你看:好的作品就能产生出这样的社会效应,试问莫言的作品能做到这一点吗?答案是否定的,他的影响力能与老解并驾齐驱吗?答案同样也是否定的,老实讲我特别不喜欢莫言的作品,尽管他在国际上获得了诺贝尔文学奖,但是这丝毫不影响我讨厌他的作品,特别是难以接受莫言在作品中描述的那样,把女人扛进高梁地后脱下裤子就干,要不然就像“酒国“中描述的那样子,女人的胸脯很大看着就想摸一摸,有些东西经过莫言的描写~真的变成了很丑陋,尽管今天在中国莫言被人称为是“大师“~但对我而言仍然坚定的认为莫言~他根本就不配跟解海龙相比!
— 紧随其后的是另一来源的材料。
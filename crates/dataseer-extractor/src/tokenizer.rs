//! Lexical tokenizer for Indo-European scripts
//!
//! Every delimiter character is returned as a token of its own, the runs
//! between delimiters are further split at letter→digit and digit→non-digit
//! boundaries, so `"GSE12345a"` gives `["GSE", "12345", "a"]`.

/// Characters that end a token and are emitted as single-character tokens
pub const DELIMITERS: &str = " \n\r\t([^%‰°,:;?.!/)-–−=≈<>+\"“”‘’'`$®]*\u{2666}\u{2665}\u{2663}\u{2660}\u{00A0}";

/// Whether the character is a token delimiter
pub fn is_delimiter_char(c: char) -> bool {
    DELIMITERS.contains(c)
}

/// Whether a token consists of a single delimiter character
pub fn is_delimiter(token: &str) -> bool {
    let mut chars = token.chars();
    matches!((chars.next(), chars.next()), (Some(c), None) if is_delimiter_char(c))
}

/// Split text into tokens, delimiters included, in input order
///
/// Concatenating the tokens gives back the input.
pub fn tokenize(text: &str) -> Vec<&str> {
    let mut tokens = Vec::new();
    let mut start = 0;

    for (idx, c) in text.char_indices() {
        if is_delimiter_char(c) {
            if start < idx {
                split_alphanumeric(&text[start..idx], &mut tokens);
            }
            let end = idx + c.len_utf8();
            tokens.push(&text[idx..end]);
            start = end;
        }
    }
    if start < text.len() {
        split_alphanumeric(&text[start..], &mut tokens);
    }

    tokens
}

/// Tokens that carry lexical content (no delimiters, no blanks)
pub fn content_tokens(text: &str) -> impl Iterator<Item = &str> {
    tokenize(text)
        .into_iter()
        .filter(|t| !is_delimiter(t) && !t.trim().is_empty())
}

fn split_alphanumeric<'a>(run: &'a str, tokens: &mut Vec<&'a str>) {
    let mut start = 0;
    let mut previous: Option<char> = None;

    for (idx, c) in run.char_indices() {
        if let Some(prev) = previous {
            let letter_to_digit = prev.is_ascii_alphabetic() && c.is_ascii_digit();
            let digit_to_other = prev.is_ascii_digit() && !c.is_ascii_digit();
            if letter_to_digit || digit_to_other {
                tokens.push(&run[start..idx]);
                start = idx;
            }
        }
        previous = Some(c);
    }
    tokens.push(&run[start..]);
}

#[cfg(test)]
mod tests {
    use super::*;

    #[test]
    fn test_delimiters_are_tokens() {
        assert_eq!(
            tokenize("Iris data (UCI)."),
            vec!["Iris", " ", "data", " ", "(", "UCI", ")", "."]
        );
    }

    #[test]
    fn test_letter_digit_split() {
        assert_eq!(tokenize("GSE12345a"), vec!["GSE", "12345", "a"]);
        assert_eq!(tokenize("3x"), vec!["3", "x"]);
        // digit after a non-ASCII letter is not split
        assert_eq!(tokenize("é1"), vec!["é1"]);
    }

    #[test]
    fn test_non_ascii_delimiters() {
        assert_eq!(tokenize("a–b"), vec!["a", "–", "b"]);
        assert_eq!(tokenize("x\u{00A0}y"), vec!["x", "\u{00A0}", "y"]);
    }

    #[test]
    fn test_concatenation_restores_input() {
        let text = "We deposited 1,024 reads (SRA: SRP001234) at 4°C - see “Table 2”.";
        assert_eq!(tokenize(text).concat(), text);
    }

    #[test]
    fn test_content_tokens() {
        let tokens: Vec<&str> = content_tokens("  The data, 42 samples.").collect();
        assert_eq!(tokens, vec!["The", "data", "42", "samples"]);
    }

    #[test]
    fn test_empty_input() {
        assert!(tokenize("").is_empty());
        assert!(!is_delimiter(""));
        assert!(is_delimiter("("));
        assert!(!is_delimiter("(("));
    }
}
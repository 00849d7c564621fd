//! XML utility functions for navigating TEI trees and checking markup fragments.

use std::collections::BTreeSet;

use once_cell::sync::Lazy;
use regex::Regex;
use roxmltree::Node;

/// Synthetic root used to test fragments for well-formedness
const FRAGMENT_ROOT: &str = "s";

/// Namespace bound to prefixes found in a fragment without their declaration
const FRAGMENT_NAMESPACE: &str = "urn:dataseer:fragment";

/// Qualified element or attribute names (`<mml:math`, ` xlink:href=`)
static QUALIFIED_NAME: Lazy<Regex> = Lazy::new(|| {
    Regex::new(r"(?:</?|\s)([A-Za-z_][A-Za-z0-9_.-]*):[A-Za-z_][A-Za-z0-9_.-]*")
        .expect("Invalid regex")
});

/// Get the tag name without namespace prefix.
pub fn get_tag_name<'a>(node: Node<'a, '_>) -> &'a str {
    node.tag_name().name()
}

/// Find the first child element with the given tag name.
pub fn find_child<'a, 'input>(node: Node<'a, 'input>, tag: &str) -> Option<Node<'a, 'input>> {
    node.children()
        .find(|child| child.is_element() && get_tag_name(*child) == tag)
}

/// Find all child elements with the given tag name.
pub fn find_children<'a, 'input>(
    node: Node<'a, 'input>,
    tag: &'a str,
) -> impl Iterator<Item = Node<'a, 'input>> {
    node.children()
        .filter(move |child| child.is_element() && get_tag_name(*child) == tag)
}

/// Find a descendant element matching a slash-separated path of tag names.
///
/// # Examples
/// ```
/// use roxmltree::Document;
/// use dataseer_parser::xml::find_by_path;
///
/// let xml = r#"<teiHeader><fileDesc><titleStmt><title>T</title></titleStmt></fileDesc></teiHeader>"#;
/// let doc = Document::parse(xml).unwrap();
/// let title = find_by_path(doc.root_element(), "fileDesc/titleStmt/title");
/// assert_eq!(title.unwrap().text(), Some("T"));
/// ```
pub fn find_by_path<'a, 'input>(node: Node<'a, 'input>, path: &str) -> Option<Node<'a, 'input>> {
    let mut current = node;
    for part in path.split('/') {
        current = find_child(current, part)?;
    }
    Some(current)
}

/// Concatenated text of all descendant text nodes.
pub fn text_content(node: Node<'_, '_>) -> String {
    node.descendants()
        .filter(|n| n.is_text())
        .filter_map(|n| n.text())
        .collect()
}

/// Serialized inner content of an element, sliced from the original input.
///
/// Entity escapes are preserved, so the result can be parsed again as a
/// fragment.
pub fn inner_markup<'input>(input: &'input str, node: Node<'_, 'input>) -> &'input str {
    match (node.first_child(), node.last_child()) {
        (Some(first), Some(last)) => &input[first.range().start..last.range().end],
        _ => "",
    }
}

/// Collapse newlines and runs of whitespace into single spaces, trimmed.
pub fn normalize_whitespace(text: &str) -> String {
    text.split_whitespace().collect::<Vec<_>>().join(" ")
}

/// Whether a markup fragment parses once wrapped in a synthetic root element.
pub fn is_well_formed(fragment: &str) -> bool {
    roxmltree::Document::parse(&wrap_fragment(fragment)).is_ok()
}

/// Normalized plain text of a markup fragment, None if it does not parse.
///
/// # Examples
/// ```
/// use dataseer_parser::fragment_text;
///
/// let text = fragment_text(r#"Data from <ref type="bibr">Smith  2010</ref>."#);
/// assert_eq!(text.as_deref(), Some("Data from Smith 2010."));
/// assert!(fragment_text("<ref>open").is_none());
/// ```
pub fn fragment_text(fragment: &str) -> Option<String> {
    let wrapped = wrap_fragment(fragment);
    let doc = roxmltree::Document::parse(&wrapped).ok()?;
    Some(normalize_whitespace(&text_content(doc.root_element())))
}

/// Wrap a fragment in the synthetic root, declaring every prefix it uses
///
/// Paragraph markup is sliced out of its document, so prefixes declared on
/// an ancestor (`xmlns:mml` on the TEI root) are no longer in scope.
fn wrap_fragment(fragment: &str) -> String {
    let prefixes: BTreeSet<&str> = QUALIFIED_NAME
        .captures_iter(fragment)
        .filter_map(|c| c.get(1))
        .map(|m| m.as_str())
        .filter(|p| !matches!(*p, "xml" | "xmlns"))
        .collect();

    let declarations: String = prefixes
        .iter()
        .map(|p| format!(r#" xmlns:{p}="{FRAGMENT_NAMESPACE}:{p}""#))
        .collect();
    format!("<{FRAGMENT_ROOT}{declarations}>{fragment}</{FRAGMENT_ROOT}>")
}
//! DataSeer Client - Adapters for the external model services
//!
//! - [`DelftClassifier`]: HTTP client for DeLFT text classifiers
//! - [`WapitiLabeler`]: Wapiti CRF tagger run as a child process
//! - [`GatedClassifier`] / [`GatedLabeler`]: bounded-concurrency, timed access
//! - [`Services`]: explicit init/shutdown of all handles

pub mod delft;
pub mod gate;
pub mod services;
pub mod wapiti;

pub use delft::{parse_classifications, DelftClassifier};
pub use gate::{Gate, GatedClassifier, GatedLabeler};
pub use services::Services;
pub use wapiti::WapitiLabeler;
//! DataSeer Parser - Structured document reading
//!
//! Turns a TEI XML document (as produced by GROBID or Pub2TEI) into the
//! section / paragraph arena used by the annotation pipeline. Paragraph
//! content is kept as serialized inner markup so that inline elements
//! (`<ref>`, `<formula>`) survive sentence segmentation.

use dataseer_core::DataseerError;
use thiserror::Error;

pub mod tei;
pub mod xml;

pub use tei::TeiParser;
pub use xml::{fragment_text, is_well_formed, normalize_whitespace};

// ============================================================================
// Error Types
// ============================================================================

/// Errors that can occur while reading a document
#[derive(Error, Debug)]
pub enum ParserError {
    /// IO error while reading the file
    #[error("IO error reading file: {path}")]
    IoError {
        path: String,
        #[source]
        source: std::io::Error,
    },

    /// Input is not well-formed XML
    #[error("Malformed XML: {0}")]
    MalformedXml(String),

    /// Root element is not `TEI`
    #[error("Not a TEI document: root element is <{0}>")]
    NotTei(String),

    /// TEI document without a `text` element
    #[error("TEI document has no <text> element")]
    MissingText,

    /// Arena construction failed
    #[error("Document construction failed: {0}")]
    Construction(String),
}

pub type Result<T> = std::result::Result<T, ParserError>;

impl From<ParserError> for DataseerError {
    fn from(err: ParserError) -> Self {
        match err {
            ParserError::IoError { .. } => DataseerError::Other(anyhow::Error::new(err)),
            other => DataseerError::MalformedDocument(other.to_string()),
        }
    }
}

impl From<DataseerError> for ParserError {
    fn from(err: DataseerError) -> Self {
        ParserError::Construction(err.to_string())
    }
}
//! Model + collider composites bound to a single scene node.
//!
//! An entity owns a node, a model handle, and a collider handle rather than
//! inheriting from engine types. Both the model and the collision volume are
//! authored at the node origin, so placing or scaling the node moves them
//! together.

use engine_core::{AssetError, Loader, Model, NodeId, SceneGraph, Vec3, Vec4};
use physics::{ColliderHandle, ColliderShape, CollisionWorld};

/// A visual model with a matching collision volume under one scene node.
pub struct ModelCollider {
    node: NodeId,
    model: Model,
    collider: ColliderHandle,
}

impl ModelCollider {
    /// Load `model_path` and bind it with `shape` under a new node named
    /// `name`, parented to `parent`.
    pub fn new(
        loader: &Loader,
        scene: &mut SceneGraph,
        collision: &mut CollisionWorld,
        model_path: &str,
        parent: NodeId,
        name: &str,
        shape: ColliderShape,
    ) -> Result<Self, AssetError> {
        let model = loader.load_model(model_path)?;
        let node = scene.attach(parent, name);
        let collider = collision.add_volume(node, scene.world_position(node), shape);
        Ok(Self {
            node,
            model,
            collider,
        })
    }

    /// The node both the model and the collider hang off.
    pub fn node(&self) -> NodeId {
        self.node
    }

    /// The loaded model.
    pub fn model(&self) -> &Model {
        &self.model
    }

    /// The collision volume handle.
    pub fn collider(&self) -> ColliderHandle {
        self.collider
    }

    /// Place the node (and with it, model and collider) at a local position.
    pub fn set_position(&self, scene: &mut SceneGraph, position: Vec3) {
        scene.set_position(self.node, position);
    }

    /// Uniformly scale the node. The collision world refits the volume from
    /// the node's accumulated scale on its next `sync`.
    pub fn set_uniform_scale(&self, scene: &mut SceneGraph, scale: f32) {
        scene.set_uniform_scale(self.node, scale);
    }

    /// Tint the node's subtree.
    pub fn set_color_tint(&self, scene: &mut SceneGraph, tint: Vec4) {
        scene.set_color_tint(self.node, tint);
    }

    /// Swap the texture applied over the model's own materials.
    pub fn replace_texture(
        &mut self,
        loader: &Loader,
        texture_path: &str,
    ) -> Result<(), AssetError> {
        let texture = loader.load_texture(texture_path)?;
        self.model.set_texture(texture);
        Ok(())
    }
}

/// A visual-only model node, for secondary geometry that needs no collider.
pub struct ModelNode {
    node: NodeId,
    model: Model,
}

impl ModelNode {
    /// Load `model_path` under a new node parented to `parent`.
    pub fn new(
        loader: &Loader,
        scene: &mut SceneGraph,
        model_path: &str,
        parent: NodeId,
        name: &str,
    ) -> Result<Self, AssetError> {
        let model = loader.load_model(model_path)?;
        let node = scene.attach(parent, name);
        Ok(Self { node, model })
    }

    pub fn node(&self) -> NodeId {
        self.node
    }

    pub fn model(&self) -> &Model {
        &self.model
    }
}

#[cfg(test)]
mod tests {
    use super::*;
    use crate::test_assets_root;

    #[test]
    fn composite_moves_model_and_collider_together() {
        let loader = Loader::new(test_assets_root());
        let mut scene = SceneGraph::new();
        let mut collision = CollisionWorld::new();

        let root = scene.root();
        let composite = ModelCollider::new(
            &loader,
            &mut scene,
            &mut collision,
            "planets/proto_planet.obj",
            root,
            "Scout",
            ColliderShape::Sphere { radius: 1.0 },
        )
        .unwrap();

        composite.set_position(&mut scene, Vec3::new(5.0, -2.0, 1.0));
        assert_eq!(scene.world_position(composite.node()), Vec3::new(5.0, -2.0, 1.0));
        assert_eq!(collision.node_of(composite.collider()), Some(composite.node()));
        assert_eq!(collision.volume_count(), 1);
    }

    #[test]
    fn rescaled_node_refits_its_collider_on_sync() {
        let loader = Loader::new(test_assets_root());
        let mut scene = SceneGraph::new();
        let mut collision = CollisionWorld::new();

        let root = scene.root();
        let composite = ModelCollider::new(
            &loader,
            &mut scene,
            &mut collision,
            "planets/proto_planet.obj",
            root,
            "Scout",
            ColliderShape::Sphere { radius: 1.0 },
        )
        .unwrap();

        composite.set_uniform_scale(&mut scene, 0.5);
        collision.sync(&scene);

        let collider = collision.collider_set.get(composite.collider()).unwrap();
        assert_eq!(collider.shape().as_ball().unwrap().radius, 0.5);
    }

    #[test]
    fn replace_texture_swaps_model_texture() {
        let loader = Loader::new(test_assets_root());
        let mut scene = SceneGraph::new();
        let mut collision = CollisionWorld::new();

        let root = scene.root();
        let mut composite = ModelCollider::new(
            &loader,
            &mut scene,
            &mut collision,
            "planets/proto_planet.obj",
            root,
            "Scout",
            ColliderShape::Sphere { radius: 1.0 },
        )
        .unwrap();
        assert!(composite.model().texture().is_none());

        composite
            .replace_texture(&loader, "planets/geom_patterns.png")
            .unwrap();
        assert!(composite.model().texture().is_some());
    }

    #[test]
    fn missing_model_is_fatal_to_construction() {
        let loader = Loader::new(test_assets_root());
        let mut scene = SceneGraph::new();
        let mut collision = CollisionWorld::new();

        let root = scene.root();
        let result = ModelCollider::new(
            &loader,
            &mut scene,
            &mut collision,
            "planets/not_there.obj",
            root,
            "Ghost",
            ColliderShape::Sphere { radius: 1.0 },
        );
        assert!(matches!(result, Err(AssetError::NotFound(_))));
    }
}
//! Transform component for spatial positioning.

use glam::{Mat4, Quat, Vec3};

/// A 3D transform representing position, rotation, and scale.
#[derive(Debug, Clone, Copy, PartialEq)]
pub struct Transform {
    pub position: Vec3,
    pub rotation: Quat,
    pub scale: Vec3,
}

impl Default for Transform {
    fn default() -> Self {
        Self {
            position: Vec3::ZERO,
            rotation: Quat::IDENTITY,
            scale: Vec3::ONE,
        }
    }
}

impl Transform {
    /// Create the local matrix for this transform.
    pub fn to_matrix(&self) -> Mat4 {
        Mat4::from_scale_rotation_translation(self.scale, self.rotation, self.position)
    }
}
但凡是好的作品(无论是摄影~还是小说)首先会提出问题,会让人迫切的想知道作品背后的故事,尤其是老解拍摄的那些苦孩子,他们为什么会这样,他们的将来会怎样,好的摄影作品会推动社会去解决这些问题,老解他就是这样,它的作品在感动了无数人的同时,它也促使了更多人的思考,我们怎样才能托起~明天的太阳,要想感动观众那首先就要感动自己,很多拍摄场景都是在北京看不到的画面,很多照片老解都是在一边拍摄一边流泪,照片冲洗出来后~还会再一次的流泪,这些莫言能做的到吗~答案还是否定的,而这一切就是驱使我拿起笔的动力!
为真实反映基础教育的现状,解海龙跑遍了15个省的28个贫困县,他要去寻访那些最渴望知识~最需要帮助的山区孩子,有时候他一天要走上几十里的山路,运气好的话还能搭上拖拉机~或者小毛驴车,运气不好那就只能靠双脚,那几年老解的足迹踏过了太行山~大别山~沂蒙山,去过黄土高原~云贵高原~青藏高原,哪穷他就往哪里钻,吃饭买碗鸡蛋汤,买张大饼,一顿饭二毛钱搞定,累了在山间的小路旁休息一会,睡觉就找村里的老乡家去借宿,他就像是一位苦行憎!
他的作品是一个时代的缩影,更是一个时代的良心!
解海龙曾给我讲述过这样一个故事,说在安徽六安的金寨村,从一所破烂不堪的房屋里传出来了一阵阵的读书声,毫无疑问~这是大别山区的一个乡村小学,老解蹲下来掏出他的那台135型相机~对好焦距正要准备拍摄,忽然耳边传来一声住手~你要干什么!话音刚落就从屋里冲出一位年轻壮汉,抬起腿来就给了老解一脚,把他踢到在地上并且怒斥道:你是什么人,为什么要拍这些阴暗面?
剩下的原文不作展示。